Problem - Your answer should be every line below that includes the word "pipeline".

*** Opening of Entries supplied ***

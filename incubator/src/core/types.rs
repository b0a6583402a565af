//! Shared deterministic types for the pipeline core.
//!
//! These types define stable contracts between components and the on-disk
//! record formats. They must not depend on external state or I/O.

use std::fmt;

use serde::{Deserialize, Serialize};
use serde_json::Value;

/// Identifier of an independent unit of work within a stage.
///
/// Founders are identified by provider name (`openai`). Stage-3 investor
/// evaluations use `investor@founder` (see [`evaluation_id`]).
pub type ParticipantId = String;

/// One of the three sequential pipeline phases.
#[derive(Debug, Clone, Copy, PartialEq, Eq, PartialOrd, Ord, Hash, Serialize, Deserialize)]
#[serde(rename_all = "lowercase")]
pub enum Stage {
    /// Ideate and select.
    Stage1,
    /// Build and iterate.
    Stage2,
    /// Seed pitch.
    Stage3,
}

impl Stage {
    pub const ALL: [Stage; 3] = [Stage::Stage1, Stage::Stage2, Stage::Stage3];

    pub fn as_str(self) -> &'static str {
        match self {
            Stage::Stage1 => "stage1",
            Stage::Stage2 => "stage2",
            Stage::Stage3 => "stage3",
        }
    }

    pub fn title(self) -> &'static str {
        match self {
            Stage::Stage1 => "Ideate and Select",
            Stage::Stage2 => "Build and Iterate",
            Stage::Stage3 => "Seed Pitch",
        }
    }
}

impl fmt::Display for Stage {
    fn fmt(&self, f: &mut fmt::Formatter<'_>) -> fmt::Result {
        f.write_str(self.as_str())
    }
}

/// One participant's result for a stage, as stored in backing files.
#[derive(Debug, Clone, PartialEq, Serialize, Deserialize)]
pub struct StageOutputRecord {
    pub participant: ParticipantId,
    /// Plan iteration for stage 2; `0` for single-shot records.
    #[serde(default)]
    pub version: u32,
    /// Normalized and validated payload.
    pub payload: Value,
}

impl StageOutputRecord {
    pub fn new(participant: impl Into<ParticipantId>, version: u32, payload: Value) -> Self {
        Self {
            participant: participant.into(),
            version,
            payload,
        }
    }
}

/// Failure ledger entry for one participant in one stage.
#[derive(Debug, Clone, PartialEq, Eq, Serialize, Deserialize)]
pub struct FailureRecord {
    pub participant: ParticipantId,
    pub stage: Stage,
    /// Stringified error chain, truncated to the configured bound.
    pub reason: String,
    /// RFC 3339 timestamp of when the failure was recorded.
    pub timestamp: String,
}

/// Participant id for one investor evaluating one founder's pitch.
pub fn evaluation_id(investor: &str, founder: &str) -> ParticipantId {
    format!("{investor}@{founder}")
}

/// Truncate `reason` to at most `limit` characters, marking the cut.
pub fn truncate_reason(reason: &str, limit: usize) -> String {
    if reason.chars().count() <= limit {
        return reason.to_string();
    }
    let kept: String = reason.chars().take(limit).collect();
    format!("{kept}... [truncated]")
}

*** Close of Entries supplied ***

Worked solution -
//! Shared deterministic types for the pipeline core.
/// One of the three sequential pipeline phases.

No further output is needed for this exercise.